Seit einiger Zeit leite ich die Entwicklung des Trainingsmodules „Marketing und Vertrieb“ für das Projekt „Nachhaltig-Erfolgreich-Führen“ der DIHK Bildungs-GmbH. Für den Blog des Projektes habe ich ein Interview gegeben, dass Sie hier abrufen können.

Für Eilige, hier das Interview:

Lieber Professor Dr. Wagner, Sie sind als Modulleitender gemeinsam mit Anne Kathrin Kirchhoff und Antje Meyer verantwortlich für die Entwicklung des Moduls „Marketing/Vertrieb“. Worauf fokussieren Sie hier besonders?
Ich bin seit Langem dem Team der DIHK-Bildungs-GmbH verbunden.

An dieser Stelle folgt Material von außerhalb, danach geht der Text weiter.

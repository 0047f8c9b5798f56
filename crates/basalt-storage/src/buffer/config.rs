//! Buffer pool configuration.

use basalt_common::constants::{DEFAULT_LRUK_K, DEFAULT_POOL_FRAMES, MIN_LRUK_K};

/// Configuration for the buffer pool.
///
/// The page size is a compile-time constant
/// ([`basalt_common::constants::PAGE_SIZE`]); only the pool capacity and
/// the replacer's `k` are chosen at construction.
#[derive(Debug, Clone)]
pub struct BufferPoolConfig {
    /// Number of page frames in the buffer pool.
    pub num_frames: usize,
    /// Backward k-distance for the LRU-K replacer.
    pub k_dist: usize,
}

impl BufferPoolConfig {
    /// Creates a new configuration with the specified number of frames.
    pub fn new(num_frames: usize) -> Self {
        Self {
            num_frames,
            k_dist: DEFAULT_LRUK_K,
        }
    }

    /// Sets the replacer's backward k-distance.
    pub fn with_k_dist(mut self, k_dist: usize) -> Self {
        self.k_dist = k_dist;
        self
    }

    /// Validates the configuration.
    pub fn validate(&self) -> Result<(), &'static str> {
        if self.num_frames == 0 {
            return Err("num_frames must be > 0");
        }
        if self.k_dist < MIN_LRUK_K {
            return Err("k_dist must be >= 1");
        }
        Ok(())
    }
}

impl Default for BufferPoolConfig {
    fn default() -> Self {
        Self::new(DEFAULT_POOL_FRAMES)
    }
}
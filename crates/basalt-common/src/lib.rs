//! # basalt-common
//!
//! Common types and constants for BasaltDB.
//!
//! This crate provides the foundational pieces shared by the storage
//! engine components:
//!
//! - **Types**: core identifiers (`PageId`)
//! - **Constants**: page geometry and buffer pool defaults
//!
//! ## Example
//!
//! ```rust
//! use basalt_common::types::PageId;
//! use basalt_common::constants::PAGE_SIZE;
//!
//! let page = PageId::new(42);
//! assert!(page.is_valid());
//! assert_eq!(PAGE_SIZE, 4096);
//! ```

#![warn(missing_docs)]
#![warn(clippy::all)]
#![allow(clippy::module_name_repetitions)]

pub mod constants;
pub mod types;

// Re-export commonly used items at the crate root
pub use constants::*;
pub use types::PageId;
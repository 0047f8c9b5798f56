//! Core identifier types for BasaltDB.
//!
//! These types provide type-safe wrappers around numeric identifiers,
//! preventing accidental misuse of different ID types.

use serde::{Deserialize, Serialize};
use std::fmt;

/// Page identifier - uniquely identifies a page in the database.
///
/// Pages are the fundamental unit of storage in BasaltDB. Page IDs are
/// handed out by a monotonically increasing counter and are never reused
/// within a process lifetime; counter wraparound is not handled.
///
/// # Example
///
/// ```rust
/// use basalt_common::types::PageId;
///
/// let page = PageId::new(42);
/// assert_eq!(page.as_u64(), 42);
/// ```
#[derive(Clone, Copy, PartialEq, Eq, PartialOrd, Ord, Hash, Serialize, Deserialize)]
#[repr(transparent)]
pub struct PageId(u64);

impl PageId {
    /// Invalid page ID constant, used as a sentinel value.
    pub const INVALID: Self = Self(u64::MAX);

    /// First valid page ID.
    pub const FIRST: Self = Self(0);

    /// Creates a new `PageId` from a raw u64 value.
    #[inline]
    #[must_use]
    pub const fn new(id: u64) -> Self {
        Self(id)
    }

    /// Returns the raw u64 value.
    #[inline]
    #[must_use]
    pub const fn as_u64(self) -> u64 {
        self.0
    }

    /// Returns the next page ID.
    #[inline]
    #[must_use]
    pub const fn next(self) -> Self {
        Self(self.0.saturating_add(1))
    }

    /// Checks if this is a valid page ID.
    #[inline]
    #[must_use]
    pub const fn is_valid(self) -> bool {
        self.0 != Self::INVALID.0
    }
}

impl fmt::Debug for PageId {
    fn fmt(&self, f: &mut fmt::Formatter<'_>) -> fmt::Result {
        if *self == Self::INVALID {
            write!(f, "PageId(INVALID)")
        } else {
            write!(f, "PageId({})", self.0)
        }
    }
}

impl fmt::Display for PageId {
    fn fmt(&self, f: &mut fmt::Formatter<'_>) -> fmt::Result {
        write!(f, "{}", self.0)
    }
}

impl From<u64> for PageId {
    #[inline]
    fn from(id: u64) -> Self {
        Self::new(id)
    }
}

impl From<PageId> for u64 {
    #[inline]
    fn from(id: PageId) -> Self {
        id.0
    }
}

Durch unseren steten Austausch war ich mit der Idee eines Management-Trainings früh im Austausch über die Frage: Woran liegt es, dass Nachhaltigkeit so schwer im Unternehmen zu verankern ist, obwohl eigentlich alle wissen, dass es sein muss? Wo liegen die Hürden? Aus eigener Erfahrung konnte ich die Grundanalyse stützen: „Wir haben immer noch Mauern im Unternehmen.“ Und die wollen wir überwinden.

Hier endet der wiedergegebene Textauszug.